* _Problem statement_
Once you have read the data below, write it all out exactly.

* _Supplied records_
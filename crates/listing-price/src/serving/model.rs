use std::collections::BTreeMap;
use std::fs;
use std::path::Path;
use std::sync::Arc;

use serde::Deserialize;
use tracing::debug;

use super::listing::FeatureValue;
use super::onnx::OnnxPriceModel;

/// Named, ordered columns plus the rows handed to a model in one call.
#[derive(Debug, Clone, PartialEq)]
pub struct FeatureFrame {
    columns: Vec<String>,
    rows: Vec<Vec<FeatureValue>>,
}

impl FeatureFrame {
    pub fn new(columns: Vec<String>) -> Self {
        Self {
            columns,
            rows: Vec::new(),
        }
    }

    pub fn push_row(&mut self, row: Vec<FeatureValue>) {
        debug_assert_eq!(row.len(), self.columns.len());
        self.rows.push(row);
    }

    pub fn columns(&self) -> &[String] {
        &self.columns
    }

    pub fn rows(&self) -> &[Vec<FeatureValue>] {
        &self.rows
    }

    pub fn len(&self) -> usize {
        self.rows.len()
    }

    pub fn is_empty(&self) -> bool {
        self.rows.is_empty()
    }

    pub fn column_index(&self, name: &str) -> Option<usize> {
        self.columns.iter().position(|column| column == name)
    }
}

/// A trained regressor. Implementations must not mutate themselves on predict.
pub trait PriceModel: Send + Sync {
    /// Returns one raw prediction per row of `frame`, in row order.
    fn predict(&self, frame: &FeatureFrame) -> Result<Vec<f64>, ModelError>;

    /// Columns the model reads. Empty when the model cannot tell.
    fn input_columns(&self) -> Vec<String> {
        Vec::new()
    }
}

#[derive(Debug, thiserror::Error)]
pub enum ModelError {
    #[error("failed to read model artifact: {0}")]
    Io(#[from] std::io::Error),
    #[error("model artifact is not a valid pipeline: {0}")]
    Format(#[from] serde_json::Error),
    #[error("unsupported model artifact extension '{0}' (expected .onnx or .json)")]
    UnsupportedFormat(String),
    #[error("onnx runtime failure: {0}")]
    Runtime(String),
    #[error("model artifact is inconsistent: {0}")]
    Invalid(String),
    #[error("input is missing column '{0}' required by the model")]
    MissingColumn(String),
    #[error("column '{column}' holds a {found} value where the model expects {expected}")]
    ColumnType {
        column: String,
        expected: &'static str,
        found: &'static str,
    },
}

/// Standardised numeric term: `weight * (x - mean) / scale`.
#[derive(Debug, Clone, PartialEq, Deserialize)]
pub struct NumericTerm {
    pub column: String,
    pub mean: f64,
    pub scale: f64,
    pub weight: f64,
}

/// One-hot categorical term. Levels absent from `levels` add nothing.
#[derive(Debug, Clone, PartialEq, Deserialize)]
pub struct CategoricalTerm {
    pub column: String,
    pub levels: BTreeMap<String, f64>,
}

/// A loaded model artifact. `.onnx` files hold the exported training
/// pipeline; `.json` files hold a linear pipeline document.
#[derive(Debug)]
pub enum ModelArtifact {
    Onnx(OnnxPriceModel),
    LinearPipeline(LinearPipeline),
}

#[derive(Debug, Deserialize)]
#[serde(tag = "kind", rename_all = "snake_case")]
enum JsonArtifact {
    LinearPipeline(LinearPipeline),
}

/// Preprocessing plus linear regression, serialised as JSON.
#[derive(Debug, Clone, PartialEq, Deserialize)]
pub struct LinearPipeline {
    pub intercept: f64,
    #[serde(default)]
    pub numeric: Vec<NumericTerm>,
    #[serde(default)]
    pub categorical: Vec<CategoricalTerm>,
}

impl ModelArtifact {
    /// Loads an artifact, choosing the backend from the file extension.
    pub fn from_path<P: AsRef<Path>>(path: P) -> Result<Self, ModelError> {
        let path = path.as_ref();
        match path.extension().and_then(|ext| ext.to_str()) {
            Some("onnx") => Ok(ModelArtifact::Onnx(OnnxPriceModel::from_path(path)?)),
            Some("json") => Self::from_json(&fs::read_to_string(path)?),
            other => Err(ModelError::UnsupportedFormat(
                other.unwrap_or_default().to_string(),
            )),
        }
    }

    pub fn from_json(raw: &str) -> Result<Self, ModelError> {
        let JsonArtifact::LinearPipeline(pipeline): JsonArtifact = serde_json::from_str(raw)?;
        pipeline.check()?;
        Ok(ModelArtifact::LinearPipeline(pipeline))
    }

    pub fn into_model(self) -> Arc<dyn PriceModel> {
        match self {
            ModelArtifact::Onnx(model) => Arc::new(model),
            ModelArtifact::LinearPipeline(pipeline) => Arc::new(pipeline),
        }
    }
}

impl LinearPipeline {
    fn check(&self) -> Result<(), ModelError> {
        if !self.intercept.is_finite() {
            return Err(ModelError::Invalid("intercept is not finite".to_string()));
        }
        for term in &self.numeric {
            if !(term.scale.is_finite() && term.scale > 0.0) {
                return Err(ModelError::Invalid(format!(
                    "scale for '{}' must be positive",
                    term.column
                )));
            }
            if !(term.mean.is_finite() && term.weight.is_finite()) {
                return Err(ModelError::Invalid(format!(
                    "coefficients for '{}' are not finite",
                    term.column
                )));
            }
        }
        for term in &self.categorical {
            if let Some((level, _)) = term.levels.iter().find(|(_, w)| !w.is_finite()) {
                return Err(ModelError::Invalid(format!(
                    "weight for '{}'='{}' is not finite",
                    term.column, level
                )));
            }
        }
        Ok(())
    }
}

impl PriceModel for LinearPipeline {
    fn predict(&self, frame: &FeatureFrame) -> Result<Vec<f64>, ModelError> {
        let numeric = self
            .numeric
            .iter()
            .map(|term| locate(frame, &term.column).map(|index| (term, index)))
            .collect::<Result<Vec<_>, _>>()?;
        let categorical = self
            .categorical
            .iter()
            .map(|term| locate(frame, &term.column).map(|index| (term, index)))
            .collect::<Result<Vec<_>, _>>()?;

        let mut predictions = Vec::with_capacity(frame.len());
        for row in frame.rows() {
            let mut total = self.intercept;

            for (term, index) in &numeric {
                let value = row[*index]
                    .as_numeric()
                    .ok_or_else(|| type_mismatch(&term.column, "numeric", "categorical"))?;
                total += term.weight * (value - term.mean) / term.scale;
            }

            for (term, index) in &categorical {
                let level = row[*index]
                    .as_categorical()
                    .ok_or_else(|| type_mismatch(&term.column, "categorical", "numeric"))?;
                match term.levels.get(level) {
                    Some(weight) => total += weight,
                    None => debug!(column = %term.column, category = level, "unseen category ignored"),
                }
            }

            predictions.push(total);
        }

        Ok(predictions)
    }

    fn input_columns(&self) -> Vec<String> {
        self.numeric
            .iter()
            .map(|term| term.column.clone())
            .chain(self.categorical.iter().map(|term| term.column.clone()))
            .collect()
    }
}

pub(super) fn locate(frame: &FeatureFrame, column: &str) -> Result<usize, ModelError> {
    frame
        .column_index(column)
        .ok_or_else(|| ModelError::MissingColumn(column.to_string()))
}

pub(super) fn type_mismatch(column: &str, expected: &'static str, found: &'static str) -> ModelError {
    ModelError::ColumnType {
        column: column.to_string(),
        expected,
        found,
    }
}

* _Written answer_
filename crates/listing-price/src/serving/model.rs
use std::collections::BTreeMap;
use std::fs;
use std::path::Path;
use std::sync::Arc;

use serde::Deserialize;
use tracing::debug;

use super::listing::FeatureValue;
use super::onnx::OnnxPriceModel;

/// Named, ordered columns plus the rows handed to a model in one call.
#[derive(Debug, Clone, PartialEq)]
pub struct FeatureFrame {
    columns: Vec<String>,
    rows: Vec<Vec<FeatureValue>>,
}

impl FeatureFrame {
    pub fn new(columns: Vec<String>) -> Self {
        Self {
            columns,
            rows: Vec::new(),
        }
    }

    pub fn push_row(&mut self, row: Vec<FeatureValue>) {
        debug_assert_eq!(row.len(), self.columns.len());
        self.rows.push(row);
    }

    pub fn columns(&self) -> &[String] {
        &self.columns
    }

    pub fn rows(&self) -> &[Vec<FeatureValue>] {
        &self.rows
    }

    pub fn len(&self) -> usize {
        self.rows.len()
    }

    pub fn is_empty(&self) -> bool {
        self.rows.is_empty()
    }

    pub fn column_index(&self, name: &str) -> Option<usize> {
        self.columns.iter().position(|column| column == name)
    }
}

/// A trained regressor. Implementations must not mutate themselves on predict.
pub trait PriceModel: Send + Sync {
    /// Returns one raw prediction per row of `frame`, in row order.
    fn predict(&self, frame: &FeatureFrame) -> Result<Vec<f64>, ModelError>;

    /// Columns the model reads. Empty when the model cannot tell.
    fn input_columns(&self) -> Vec<String> {
        Vec::new()
    }
}

#[derive(Debug, thiserror::Error)]
pub enum ModelError {
    #[error("failed to read model artifact: {0}")]
    Io(#[from] std::io::Error),
    #[error("model artifact is not a valid pipeline: {0}")]
    Format(#[from] serde_json::Error),
    #[error("unsupported model artifact extension '{0}' (expected .onnx or .json)")]
    UnsupportedFormat(String),
    #[error("onnx runtime failure: {0}")]
    Runtime(String),
    #[error("model artifact is inconsistent: {0}")]
    Invalid(String),
    #[error("input is missing column '{0}' required by the model")]
    MissingColumn(String),
    #[error("column '{column}' holds a {found} value where the model expects {expected}")]
    ColumnType {
        column: String,
        expected: &'static str,
        found: &'static str,
    },
}

/// Standardised numeric term: `weight * (x - mean) / scale`.
#[derive(Debug, Clone, PartialEq, Deserialize)]
pub struct NumericTerm {
    pub column: String,
    pub mean: f64,
    pub scale: f64,
    pub weight: f64,
}

/// One-hot categorical term. Levels absent from `levels` add nothing.
#[derive(Debug, Clone, PartialEq, Deserialize)]
pub struct CategoricalTerm {
    pub column: String,
    pub levels: BTreeMap<String, f64>,
}

/// A loaded model artifact. `.onnx` files hold the exported training
/// pipeline; `.json` files hold a linear pipeline document.
#[derive(Debug)]
pub enum ModelArtifact {
    Onnx(OnnxPriceModel),
    LinearPipeline(LinearPipeline),
}

#[derive(Debug, Deserialize)]
#[serde(tag = "kind", rename_all = "snake_case")]
enum JsonArtifact {
    LinearPipeline(LinearPipeline),
}

/// Preprocessing plus linear regression, serialised as JSON.
#[derive(Debug, Clone, PartialEq, Deserialize)]
pub struct LinearPipeline {
    pub intercept: f64,
    #[serde(default)]
    pub numeric: Vec<NumericTerm>,
    #[serde(default)]
    pub categorical: Vec<CategoricalTerm>,
}

impl ModelArtifact {
    /// Loads an artifact, choosing the backend from the file extension.
    pub fn from_path<P: AsRef<Path>>(path: P) -> Result<Self, ModelError> {
        let path = path.as_ref();
        match path.extension().and_then(|ext| ext.to_str()) {
            Some("onnx") => Ok(ModelArtifact::Onnx(OnnxPriceModel::from_path(path)?)),
            Some("json") => Self::from_json(&fs::read_to_string(path)?),
            other => Err(ModelError::UnsupportedFormat(
                other.unwrap_or_default().to_string(),
            )),
        }
    }

    pub fn from_json(raw: &str) -> Result<Self, ModelError> {
        let JsonArtifact::LinearPipeline(pipeline): JsonArtifact = serde_json::from_str(raw)?;
        pipeline.check()?;
        Ok(ModelArtifact::LinearPipeline(pipeline))
    }

    pub fn into_model(self) -> Arc<dyn PriceModel> {
        match self {
            ModelArtifact::Onnx(model) => Arc::new(model),
            ModelArtifact::LinearPipeline(pipeline) => Arc::new(pipeline),
        }
    }
}

impl LinearPipeline {
    fn check(&self) -> Result<(), ModelError> {
        if !self.intercept.is_finite() {
            return Err(ModelError::Invalid("intercept is not finite".to_string()));
        }
        for term in &self.numeric {
            if !(term.scale.is_finite() && term.scale > 0.0) {
                return Err(ModelError::Invalid(format!(
                    "scale for '{}' must be positive",
                    term.column
                )));
            }
            if !(term.mean.is_finite() && term.weight.is_finite()) {
                return Err(ModelError::Invalid(format!(
                    "coefficients for '{}' are not finite",
                    term.column
                )));
            }
        }
        for term in &self.categorical {
            if let Some((level, _)) = term.levels.iter().find(|(_, w)| !w.is_finite()) {
                return Err(ModelError::Invalid(format!(
                    "weight for '{}'='{}' is not finite",
                    term.column, level
                )));
            }
        }
        Ok(())
    }
}

impl PriceModel for LinearPipeline {
    fn predict(&self, frame: &FeatureFrame) -> Result<Vec<f64>, ModelError> {
        let numeric = self
            .numeric
            .iter()
            .map(|term| locate(frame, &term.column).map(|index| (term, index)))
            .collect::<Result<Vec<_>, _>>()?;
        let categorical = self
            .categorical
            .iter()
            .map(|term| locate(frame, &term.column).map(|index| (term, index)))
            .collect::<Result<Vec<_>, _>>()?;

        let mut predictions = Vec::with_capacity(frame.len());
        for row in frame.rows() {
            let mut total = self.intercept;

            for (term, index) in &numeric {
                let value = row[*index]
                    .as_numeric()
                    .ok_or_else(|| type_mismatch(&term.column, "numeric", "categorical"))?;
                total += term.weight * (value - term.mean) / term.scale;
            }

            for (term, index) in &categorical {
                let level = row[*index]
                    .as_categorical()
                    .ok_or_else(|| type_mismatch(&term.column, "categorical", "numeric"))?;
                match term.levels.get(level) {
                    Some(weight) => total += weight,
                    None => debug!(column = %term.column, category = level, "unseen category ignored"),
                }
            }

            predictions.push(total);
        }

        Ok(predictions)
    }

    fn input_columns(&self) -> Vec<String> {
        self.numeric
            .iter()
            .map(|term| term.column.clone())
            .chain(self.categorical.iter().map(|term| term.column.clone()))
            .collect()
    }
}

pub(super) fn locate(frame: &FeatureFrame, column: &str) -> Result<usize, ModelError> {
    frame
        .column_index(column)
        .ok_or_else(|| ModelError::MissingColumn(column.to_string()))
}

pub(super) fn type_mismatch(column: &str, expected: &'static str, found: &'static str) -> ModelError {
    ModelError::ColumnType {
        column: column.to_string(),
        expected,
        found,
    }
}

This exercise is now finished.